(Saved entries)
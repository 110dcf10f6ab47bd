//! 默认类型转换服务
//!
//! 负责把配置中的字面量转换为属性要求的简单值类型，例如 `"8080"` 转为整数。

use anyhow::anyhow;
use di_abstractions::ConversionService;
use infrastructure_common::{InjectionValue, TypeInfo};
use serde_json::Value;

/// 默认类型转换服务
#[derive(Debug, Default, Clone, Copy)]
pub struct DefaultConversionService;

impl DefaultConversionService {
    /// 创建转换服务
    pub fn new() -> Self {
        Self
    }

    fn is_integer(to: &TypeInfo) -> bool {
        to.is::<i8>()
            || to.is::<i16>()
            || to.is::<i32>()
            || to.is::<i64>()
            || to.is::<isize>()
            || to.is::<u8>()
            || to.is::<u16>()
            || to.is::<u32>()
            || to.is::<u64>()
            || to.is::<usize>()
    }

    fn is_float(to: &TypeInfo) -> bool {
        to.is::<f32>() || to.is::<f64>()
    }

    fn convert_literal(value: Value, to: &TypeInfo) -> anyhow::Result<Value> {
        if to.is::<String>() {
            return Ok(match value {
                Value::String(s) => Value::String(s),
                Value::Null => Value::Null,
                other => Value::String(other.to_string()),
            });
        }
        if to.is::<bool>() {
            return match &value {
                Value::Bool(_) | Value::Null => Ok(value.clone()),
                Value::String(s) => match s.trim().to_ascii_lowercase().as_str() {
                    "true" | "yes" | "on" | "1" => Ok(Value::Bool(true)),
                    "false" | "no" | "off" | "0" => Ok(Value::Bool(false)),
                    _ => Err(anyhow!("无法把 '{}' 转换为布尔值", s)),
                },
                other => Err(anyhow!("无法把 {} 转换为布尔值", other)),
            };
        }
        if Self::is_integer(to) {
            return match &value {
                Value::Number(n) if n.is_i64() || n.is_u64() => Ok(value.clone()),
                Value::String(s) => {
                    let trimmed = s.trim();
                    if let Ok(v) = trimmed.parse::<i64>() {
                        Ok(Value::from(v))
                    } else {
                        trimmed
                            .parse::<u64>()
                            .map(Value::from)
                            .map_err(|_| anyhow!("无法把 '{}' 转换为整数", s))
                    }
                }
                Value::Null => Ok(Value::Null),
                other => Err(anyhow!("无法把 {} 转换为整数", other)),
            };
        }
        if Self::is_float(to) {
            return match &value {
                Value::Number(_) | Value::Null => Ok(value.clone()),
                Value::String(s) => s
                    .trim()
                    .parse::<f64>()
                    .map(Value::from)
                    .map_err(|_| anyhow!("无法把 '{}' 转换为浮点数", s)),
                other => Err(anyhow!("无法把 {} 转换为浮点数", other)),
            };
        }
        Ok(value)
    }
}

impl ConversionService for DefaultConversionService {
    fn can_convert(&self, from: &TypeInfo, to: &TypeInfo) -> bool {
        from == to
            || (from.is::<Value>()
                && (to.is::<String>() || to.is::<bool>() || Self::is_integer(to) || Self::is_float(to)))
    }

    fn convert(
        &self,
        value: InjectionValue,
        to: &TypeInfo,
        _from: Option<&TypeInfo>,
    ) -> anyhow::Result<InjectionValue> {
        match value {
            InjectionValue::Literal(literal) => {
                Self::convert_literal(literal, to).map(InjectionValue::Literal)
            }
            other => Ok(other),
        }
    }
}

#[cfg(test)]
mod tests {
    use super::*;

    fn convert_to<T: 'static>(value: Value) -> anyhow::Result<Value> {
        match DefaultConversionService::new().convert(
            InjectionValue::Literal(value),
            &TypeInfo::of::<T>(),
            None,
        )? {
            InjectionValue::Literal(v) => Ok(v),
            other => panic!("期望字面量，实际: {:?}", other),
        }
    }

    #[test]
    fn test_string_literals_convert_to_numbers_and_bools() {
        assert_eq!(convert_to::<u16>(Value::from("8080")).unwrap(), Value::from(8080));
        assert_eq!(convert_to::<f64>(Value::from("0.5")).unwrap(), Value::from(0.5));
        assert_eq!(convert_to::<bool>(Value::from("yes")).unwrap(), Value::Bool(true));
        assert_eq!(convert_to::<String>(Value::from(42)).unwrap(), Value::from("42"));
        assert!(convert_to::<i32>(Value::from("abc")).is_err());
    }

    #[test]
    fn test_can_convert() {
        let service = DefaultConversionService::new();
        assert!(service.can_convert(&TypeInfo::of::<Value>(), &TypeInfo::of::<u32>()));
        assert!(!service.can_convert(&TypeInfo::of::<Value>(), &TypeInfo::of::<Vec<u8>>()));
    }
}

...

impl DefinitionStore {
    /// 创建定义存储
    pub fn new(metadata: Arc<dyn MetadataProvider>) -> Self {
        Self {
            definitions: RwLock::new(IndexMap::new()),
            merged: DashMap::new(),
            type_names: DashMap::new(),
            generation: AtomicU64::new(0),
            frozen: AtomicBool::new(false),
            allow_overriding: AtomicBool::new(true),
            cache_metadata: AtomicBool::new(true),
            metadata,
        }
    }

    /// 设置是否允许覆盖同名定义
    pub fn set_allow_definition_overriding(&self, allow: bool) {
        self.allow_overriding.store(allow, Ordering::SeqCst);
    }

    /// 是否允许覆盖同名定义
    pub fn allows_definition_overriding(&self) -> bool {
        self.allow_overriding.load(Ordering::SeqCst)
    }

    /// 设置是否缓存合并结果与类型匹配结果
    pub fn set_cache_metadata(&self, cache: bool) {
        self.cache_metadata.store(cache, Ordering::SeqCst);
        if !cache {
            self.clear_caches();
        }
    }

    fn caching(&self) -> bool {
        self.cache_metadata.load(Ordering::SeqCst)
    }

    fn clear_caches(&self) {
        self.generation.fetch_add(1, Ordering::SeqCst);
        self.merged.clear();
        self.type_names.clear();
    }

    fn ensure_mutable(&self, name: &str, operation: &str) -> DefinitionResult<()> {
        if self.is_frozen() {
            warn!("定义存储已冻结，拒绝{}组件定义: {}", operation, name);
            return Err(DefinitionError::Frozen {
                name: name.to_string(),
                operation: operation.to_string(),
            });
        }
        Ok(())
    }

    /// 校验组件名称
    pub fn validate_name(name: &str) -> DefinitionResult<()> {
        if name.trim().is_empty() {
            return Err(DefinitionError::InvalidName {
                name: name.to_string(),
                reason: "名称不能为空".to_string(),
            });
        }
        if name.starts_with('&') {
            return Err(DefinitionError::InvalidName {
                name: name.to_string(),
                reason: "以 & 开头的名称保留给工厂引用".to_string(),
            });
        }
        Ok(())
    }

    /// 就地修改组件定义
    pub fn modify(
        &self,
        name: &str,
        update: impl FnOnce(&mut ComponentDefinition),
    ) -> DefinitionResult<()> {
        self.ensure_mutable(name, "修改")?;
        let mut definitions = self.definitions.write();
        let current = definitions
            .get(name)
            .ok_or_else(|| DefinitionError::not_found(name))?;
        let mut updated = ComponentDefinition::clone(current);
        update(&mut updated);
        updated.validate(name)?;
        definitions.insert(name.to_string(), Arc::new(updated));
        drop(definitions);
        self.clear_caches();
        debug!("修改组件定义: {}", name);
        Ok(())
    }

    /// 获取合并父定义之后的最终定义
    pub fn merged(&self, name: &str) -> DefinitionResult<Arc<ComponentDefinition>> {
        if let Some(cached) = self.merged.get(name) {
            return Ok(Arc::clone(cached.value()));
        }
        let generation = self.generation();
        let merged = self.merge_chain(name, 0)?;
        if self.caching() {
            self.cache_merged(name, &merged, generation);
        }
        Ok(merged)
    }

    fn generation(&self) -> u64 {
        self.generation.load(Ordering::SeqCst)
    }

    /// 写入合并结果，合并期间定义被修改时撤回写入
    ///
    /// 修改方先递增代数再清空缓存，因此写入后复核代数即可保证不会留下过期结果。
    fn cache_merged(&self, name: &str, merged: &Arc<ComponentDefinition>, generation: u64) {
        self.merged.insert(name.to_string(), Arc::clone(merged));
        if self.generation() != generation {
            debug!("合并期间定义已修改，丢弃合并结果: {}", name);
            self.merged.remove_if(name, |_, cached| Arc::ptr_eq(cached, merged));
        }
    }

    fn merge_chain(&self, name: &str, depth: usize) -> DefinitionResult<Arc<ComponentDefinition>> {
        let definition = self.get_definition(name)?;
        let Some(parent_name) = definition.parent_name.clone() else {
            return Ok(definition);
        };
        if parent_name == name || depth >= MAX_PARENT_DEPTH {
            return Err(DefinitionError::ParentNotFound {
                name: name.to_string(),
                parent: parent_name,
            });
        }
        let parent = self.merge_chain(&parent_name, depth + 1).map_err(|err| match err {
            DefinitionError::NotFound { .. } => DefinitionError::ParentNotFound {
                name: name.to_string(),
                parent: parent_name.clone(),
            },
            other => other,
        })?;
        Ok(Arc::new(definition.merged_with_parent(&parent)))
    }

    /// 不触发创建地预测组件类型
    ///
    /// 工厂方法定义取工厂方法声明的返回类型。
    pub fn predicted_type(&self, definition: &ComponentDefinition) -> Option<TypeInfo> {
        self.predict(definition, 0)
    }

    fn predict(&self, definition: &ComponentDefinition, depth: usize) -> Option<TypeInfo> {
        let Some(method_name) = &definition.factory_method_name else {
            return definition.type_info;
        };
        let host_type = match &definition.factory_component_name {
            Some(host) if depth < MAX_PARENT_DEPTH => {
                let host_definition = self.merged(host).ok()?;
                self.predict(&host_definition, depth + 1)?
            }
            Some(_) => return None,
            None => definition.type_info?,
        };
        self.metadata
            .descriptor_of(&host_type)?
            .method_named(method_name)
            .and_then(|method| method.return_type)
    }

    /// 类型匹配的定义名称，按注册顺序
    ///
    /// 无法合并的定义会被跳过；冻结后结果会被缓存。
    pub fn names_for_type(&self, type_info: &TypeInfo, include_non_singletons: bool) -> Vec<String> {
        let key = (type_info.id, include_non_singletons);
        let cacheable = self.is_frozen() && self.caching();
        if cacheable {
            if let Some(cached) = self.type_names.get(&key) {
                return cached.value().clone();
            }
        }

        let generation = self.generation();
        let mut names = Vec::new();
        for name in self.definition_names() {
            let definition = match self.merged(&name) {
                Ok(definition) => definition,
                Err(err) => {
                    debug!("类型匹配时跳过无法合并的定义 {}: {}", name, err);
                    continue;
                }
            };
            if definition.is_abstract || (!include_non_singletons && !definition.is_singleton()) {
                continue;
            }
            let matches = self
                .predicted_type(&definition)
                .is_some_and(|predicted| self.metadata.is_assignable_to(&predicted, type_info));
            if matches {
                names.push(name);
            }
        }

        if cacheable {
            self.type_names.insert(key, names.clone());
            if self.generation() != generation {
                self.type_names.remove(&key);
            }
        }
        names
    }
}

### Prompt
Every line above with the string "generation" in it should be copied into the answer.

### Response area
            generation: AtomicU64::new(0),
        self.generation.fetch_add(1, Ordering::SeqCst);
        let generation = self.generation();
            self.cache_merged(name, &merged, generation);
    fn generation(&self) -> u64 {
        self.generation.load(Ordering::SeqCst)
    fn cache_merged(&self, name: &str, merged: &Arc<ComponentDefinition>, generation: u64) {
        if self.generation() != generation {
        let generation = self.generation();
            if self.generation() != generation {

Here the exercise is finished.